BEGIN

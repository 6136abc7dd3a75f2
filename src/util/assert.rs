/// Test if `ptr` is aligned to a multiple of `align`
pub fn aligned_to<T>(ptr: *const T, align: usize) -> bool {
    ptr as usize % align == 0
}

/// Test if `ptr` lies in `[start, start + len)`
pub fn within<T>(ptr: *const T, start: *const u8, len: usize) -> bool {
    let (ptr, start) = (ptr as usize, start as usize);
    ptr >= start && ptr - start < len
}
//! The metadata every real-allocator-backed block carries in its tail.
//!
//! ```plaintext
//! +--------------------+ <- ptr (what the caller gets)
//! | requested size     | alloc_size bytes
//! | bytes              |
//! +--------------------+
//! | slack (maybe none) |
//! +--------------------+ <- ptr + usable_size(ptr) - FOOTER_SIZE
//! | BlockFooter        |
//! +--------------------+ <- ptr + usable_size(ptr)
//! ```
//!
//! The footer sits against the end of what the allocator reports as usable,
//! not right after the requested bytes, so it can be found again from the
//! pointer alone. Every request is inflated by exactly [`FOOTER_SIZE`], which
//! guarantees the slot never overlaps the caller's bytes.

use std::{ffi::c_void, mem, slice};

use bytemuck::{Pod, Zeroable};

/// `malloc_usable_size()` of whichever allocator owns the block
pub type UsableSizeFn = unsafe extern "C" fn(*mut c_void) -> usize;

#[derive(Clone, Copy, Debug, PartialEq, Eq, Pod, Zeroable)]
#[repr(C)]
pub struct BlockFooter {
    /// Return address of the allocating call
    pub ret_addr: usize,
    /// The size the caller asked for
    pub alloc_size: usize,
}

pub const FOOTER_SIZE: usize = mem::size_of::<BlockFooter>();

/// What to actually ask the real allocator for. `None` if `size` is so large
/// that the request overflows, which the hooks report as `ENOMEM`.
pub const fn padded_size(size: usize) -> Option<usize> {
    size.checked_add(FOOTER_SIZE)
}

/// Offset of the footer from the start of a block with `usable` bytes
const fn footer_offset(usable: usize) -> usize {
    usable - FOOTER_SIZE
}

/// Write the footer for a fresh block and hand back the same pointer. A null
/// `ptr` means the allocation failed, and is returned untouched.
///
/// # Safety
///
/// - `ptr` is null or a live block of the allocator `usable_size` belongs to
/// - that block was requested with at least `padded_size(alloc_size)` bytes
pub unsafe fn tag(
    ptr: *mut c_void,
    usable_size: UsableSizeFn,
    ret_addr: usize,
    alloc_size: usize,
) -> *mut c_void {
    if ptr.is_null() {
        return ptr;
    }
    let usable = usable_size(ptr);
    debug_assert!(usable >= alloc_size + FOOTER_SIZE);
    let footer = BlockFooter {
        ret_addr,
        alloc_size,
    };
    // SAFETY: in bounds per the caller's contract. Usable sizes are only
    // guaranteed to be multiples of the word size, hence unaligned.
    unsafe {
        ptr.cast::<u8>()
            .add(footer_offset(usable))
            .cast::<BlockFooter>()
            .write_unaligned(footer)
    };
    ptr
}

/// Read the footer of a block previously passed through [`tag()`]. `None` if
/// the allocator reports a block too small to hold one.
///
/// # Safety
///
/// `ptr` is a live, tagged block of the allocator `usable_size` belongs to.
pub unsafe fn read(ptr: *mut c_void, usable_size: UsableSizeFn) -> Option<BlockFooter> {
    let usable = usable_size(ptr);
    if usable < FOOTER_SIZE {
        return None;
    }
    // SAFETY: the footer slot is inside the block
    let bytes = unsafe {
        slice::from_raw_parts(
            ptr.cast::<u8>().add(footer_offset(usable)).cast_const(),
            FOOTER_SIZE,
        )
    };
    Some(bytemuck::pod_read_unaligned(bytes))
}
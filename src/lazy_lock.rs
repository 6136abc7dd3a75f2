use std::{
    cell::UnsafeCell,
    mem::MaybeUninit,
    sync::atomic::{AtomicU8, Ordering},
};

use crate::util::hint::cold;

#[derive(Clone, Copy, Debug, PartialEq, Eq)]
#[repr(u8)]
pub enum LazyLockState {
    /// Signifies this lock is uninitialized
    Uninit,
    /// Signifies this lock is initialized
    Init,
    /// Signifies this lock is mid initialization. Anyone who sees this,
    /// including the initializer itself if it re-enters, has to make do
    /// without the value.
    Initializing,
}

impl LazyLockState {
    const fn from_u8(state: u8) -> Self {
        match state {
            0 => Self::Uninit,
            1 => Self::Init,
            _ => Self::Initializing,
        }
    }
}

/// A write-once cell that lets you poll its initialization state (including
/// mid-init) and never blocks. Unlike `std::sync::OnceLock`, a caller that
/// finds initialization in progress gets told so instead of waiting, which is
/// the only sane answer when the initializer might call back into us on the
/// same thread.
pub struct LazyLock<T> {
    cell: UnsafeCell<MaybeUninit<T>>,
    state: AtomicU8,
}

// SAFETY: `cell` is written exactly once, by the single caller that moved
// `state` from `Uninit` to `Initializing`, and only read after `state` is
// observed as `Init` with acquire ordering.
unsafe impl<T> Sync for LazyLock<T> where T: Send + Sync {}

impl<T> LazyLock<T> {
    pub const fn new() -> Self {
        Self {
            cell: UnsafeCell::new(MaybeUninit::uninit()),
            state: AtomicU8::new(LazyLockState::Uninit as u8),
        }
    }

    pub fn state(lock: &Self) -> LazyLockState {
        LazyLockState::from_u8(lock.state.load(Ordering::Acquire))
    }

    /// The value, if initialization has completed
    pub fn get(&self) -> Option<&T> {
        if LazyLock::state(self) == LazyLockState::Init {
            // SAFETY: `Init` is only published after the write to `cell`
            Some(unsafe { self.assume_init() })
        } else {
            None
        }
    }

    unsafe fn assume_init(&self) -> &T {
        // This borrow is not needless
        #[allow(clippy::needless_borrow)]
        (&*self.cell.get()).assume_init_ref()
    }

    /// Get the value, running `init` if nobody has started yet.
    ///
    /// # Returns
    ///
    /// - `Ok(Some(value))` once initialized (possibly by this call)
    /// - `Ok(None)` if initialization is in flight elsewhere, or further up
    ///   this thread's stack
    /// - `Err(e)` if this call ran `init` and it failed. The lock goes back to
    ///   `Uninit`.
    pub fn get_or_try_init<E, F>(&self, init: F) -> Result<Option<&T>, E>
    where
        F: FnOnce() -> Result<T, E>,
    {
        if let Some(value) = self.get() {
            return Ok(Some(value));
        }
        let claimed = self.state.compare_exchange(
            LazyLockState::Uninit as u8,
            LazyLockState::Initializing as u8,
            Ordering::Acquire,
            Ordering::Acquire,
        );
        if claimed.is_err() {
            // Either somebody else is initializing or they finished between
            // our two loads.
            return Ok(self.get());
        }
        cold(|| match init() {
            Ok(value) => {
                // SAFETY: we are the only writer, nobody reads until `Init`
                unsafe { (*self.cell.get()).write(value) };
                self.state.store(LazyLockState::Init as u8, Ordering::Release);
                // SAFETY: just written
                Ok(Some(unsafe { self.assume_init() }))
            }
            Err(e) => {
                self.state.store(LazyLockState::Uninit as u8, Ordering::Release);
                Err(e)
            }
        })
    }
}

impl<T> Default for LazyLock<T> {
    fn default() -> Self {
        Self::new()
    }
}

impl<T> Drop for LazyLock<T> {
    fn drop(&mut self) {
        if LazyLock::state(self) == LazyLockState::Init {
            // SAFETY: initialized, and `&mut self` means no readers are left
            unsafe { self.cell.get_mut().assume_init_drop() }
        }
    }
}
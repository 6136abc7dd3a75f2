use std::{
    cell::UnsafeCell,
    mem::MaybeUninit,
    ptr::NonNull,
    sync::atomic::{AtomicUsize, Ordering},
};

use crate::{
    error::{HookError, Result},
    util::{assert::within, num::align_up},
};

#[repr(C, align(16))]
struct Buf<const N: usize>([MaybeUninit<u8>; N]);

/// A simple stack allocator over a fixed buffer, used to serve whatever gets
/// allocated while the real allocator is still being looked up. Lock-free, so
/// any thread can use it in the middle of someone else's `dlsym()`.
///
/// `allocate()` is just a cursor bump and there is no `deallocate()`: blocks
/// carry no size and there's no free list, so they live as long as the
/// process.
pub struct BootstrapArena<const N: usize> {
    buf: UnsafeCell<Buf<N>>,
    cursor: AtomicUsize,
    allocs: AtomicUsize,
}

// SAFETY: every byte of `buf` is handed out at most once, the cursor decides
// who owns what
unsafe impl<const N: usize> Sync for BootstrapArena<N> {}

impl<const N: usize> BootstrapArena<N> {
    pub const fn new() -> Self {
        Self {
            buf: UnsafeCell::new(Buf([MaybeUninit::uninit(); N])),
            cursor: AtomicUsize::new(0),
            allocs: AtomicUsize::new(0),
        }
    }

    fn base(&self) -> *mut u8 {
        self.buf.get().cast()
    }

    /// Take `size` fresh bytes aligned to `align` (a power of two). A zero
    /// `size` still consumes a byte, so every pointer handed out is one that
    /// [`Self::owns()`] recognizes.
    pub fn bump_allocate(&self, size: usize, align: usize) -> Result<NonNull<u8>> {
        debug_assert!(align.is_power_of_two());
        let base = self.base() as usize;
        let size = size.max(1);
        let mut cursor = self.cursor.load(Ordering::Relaxed);
        loop {
            let exhausted = HookError::BootstrapExhausted {
                requested: size,
                remaining: N - cursor,
            };
            let start = align_up(base + cursor, align).ok_or(exhausted)? - base;
            let end = start.checked_add(size).ok_or(exhausted)?;
            if end > N {
                return Err(exhausted);
            }
            match self.cursor.compare_exchange_weak(
                cursor,
                end,
                Ordering::AcqRel,
                Ordering::Relaxed,
            ) {
                Ok(_) => {
                    self.allocs.fetch_add(1, Ordering::Relaxed);
                    // SAFETY: `start < end <= N`, inside `buf`
                    return Ok(unsafe { NonNull::new_unchecked(self.base().add(start)) });
                }
                Err(current) => cursor = current,
            }
        }
    }

    /// Is `ptr` inside the part of the buffer handed out so far?
    pub fn owns<T>(&self, ptr: *const T) -> bool {
        within(ptr, self.base(), self.used())
    }

    /// Bytes from `ptr` to the cursor. An upper bound on the size of the
    /// block at `ptr`, which is all anyone can know about it.
    ///
    /// # Panics
    ///
    /// In debug mode if `ptr` is not owned by this arena
    pub fn span_from<T>(&self, ptr: *const T) -> usize {
        debug_assert!(self.owns(ptr));
        self.base() as usize + self.used() - ptr as usize
    }

    pub fn used(&self) -> usize {
        self.cursor.load(Ordering::Acquire)
    }

    pub fn remaining(&self) -> usize {
        N - self.used()
    }

    /// Number of allocations served
    pub fn allocs(&self) -> usize {
        self.allocs.load(Ordering::Relaxed)
    }
}

impl<const N: usize> Default for BootstrapArena<N> {
    fn default() -> Self {
        Self::new()
    }
}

END

Your task is to copy every line in the entries that holds the string "owns".

== EXERCISE SOLUTION ==
/// `malloc_usable_size()` of whichever allocator owns the block
// who owns what
    /// [`Self::owns()`] recognizes.
    pub fn owns<T>(&self, ptr: *const T) -> bool {
        debug_assert!(self.owns(ptr));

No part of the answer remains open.